Regia di Orson Welles vedi scheda film
Gli anni settanta secondo Orson Welles, in una pellicola che ne racchiude un’altra, in un’opera dalla lunghissima gestazione, causata dai tagli ai finanziamenti e dalla morte dello stesso Welles. Un film in cui la vecchia generazione di registi, O.W. (dietro la macchina da presa) e un meraviglioso e sardonico John Houston, che interpreta l’altro regista J.J Hannaford, sempre con un bicchiere di whisky e sigaro in mano, si incontra con i giovani protagonisti della New Hollywood, come Peter Bogdanovich, Dennis Hopper e Paul Mazurski.
The Other Side of the Wind è il film nel film, quello che ha girato J.J Hannaford e che viene mostrato a spezzoni, perché ci sono cortocircuiti elettrici e problemi e lo stesso regista lo guarda come di nascosto, in disparte e il film è una sorta di Zabriskie Point, con i due protagonisti quasi sempre nudi, la sublime e scura epidermide di Oja Kodar, in scenari lisergici, fra colori e stilizzazioni geometriche. Oltre questa messinscena psichedelica c’è il continuo susseguirsi di dialoghi, battute, incontri, scambi verbali, in un ritmo filmico sincopato e veloce come la musica jazz che risuona sempre in sottofondo.
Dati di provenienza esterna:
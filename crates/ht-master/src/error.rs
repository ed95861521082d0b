//! Error taxonomy for the master-side recovery subsystem (§7): plan-authority errors are mostly
//! invariant violations (programmer error, asserted in the source), recovery-operation errors are
//! the semantic/I-O codes that cross the RangeServer RPC boundary.

use thiserror::Error;

/// Errors raised by [`crate::balance_plan::BalancePlanAuthority`].
#[derive(Debug, Error)]
pub enum PlanError {
    #[error("no recovery plan registered for location {0:?}")]
    NoPlanForLocation(String),

    #[error("recovery plan for {location:?} has no plan for range class {class:?}")]
    NoPlanForClass { location: String, class: crate::range_spec::RangeClass },

    #[error("register_balance_plan called with stale generation {given} (current is {current})")]
    StaleGeneration { given: u64, current: u64 },

    #[error("commit log directory listing failed: {0}")]
    Filesystem(String),
}

/// Errors raised while driving a [`crate::recovery_operation::RecoveryOperation`] through one
/// step. Most correspond 1:1 to the RPC error codes in §7; a step that fails outright is reported
/// per-location rather than aborting the whole operation.
#[derive(Debug, Error)]
pub enum RecoveryError {
    #[error(transparent)]
    Plan(#[from] PlanError),

    #[error("quorum not reached: {connected} of {total} servers connected, need {required}")]
    QuorumNotReached { connected: usize, total: usize, required: usize },

    #[error("operation is blocked waiting for dependency {0:?}")]
    Blocked(String),
}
Welles usa il primo piano per catturare i volti degli attori, facendolo diventare la cifra stilistica del film, il bianco e nero trasfigura i visi e l’angolazione delle luci dona loro ombre tragiche e rughe profonde e scintilli improvvisi nelle iridi degli occhi. Welles cattura, a modo suo, nella costante rielaborazione finzionale di materiale che appare come quello di un documentario, lo spirito di un’epoca, però dal punto di vista di chi non ne è stato partecipe (per età e forse pensiero) ma ci si è, in un modo o nell’altro, ritrovato nel mezzo. A tratti grottesco, irriverente, sofisticato, grezzo, allucinato. Fra castrazioni simboliche e profili di enormi membri in erezione. Sul confine del tempo, oltre di esso. Film perduti e infinite possibilità creative ritrovate.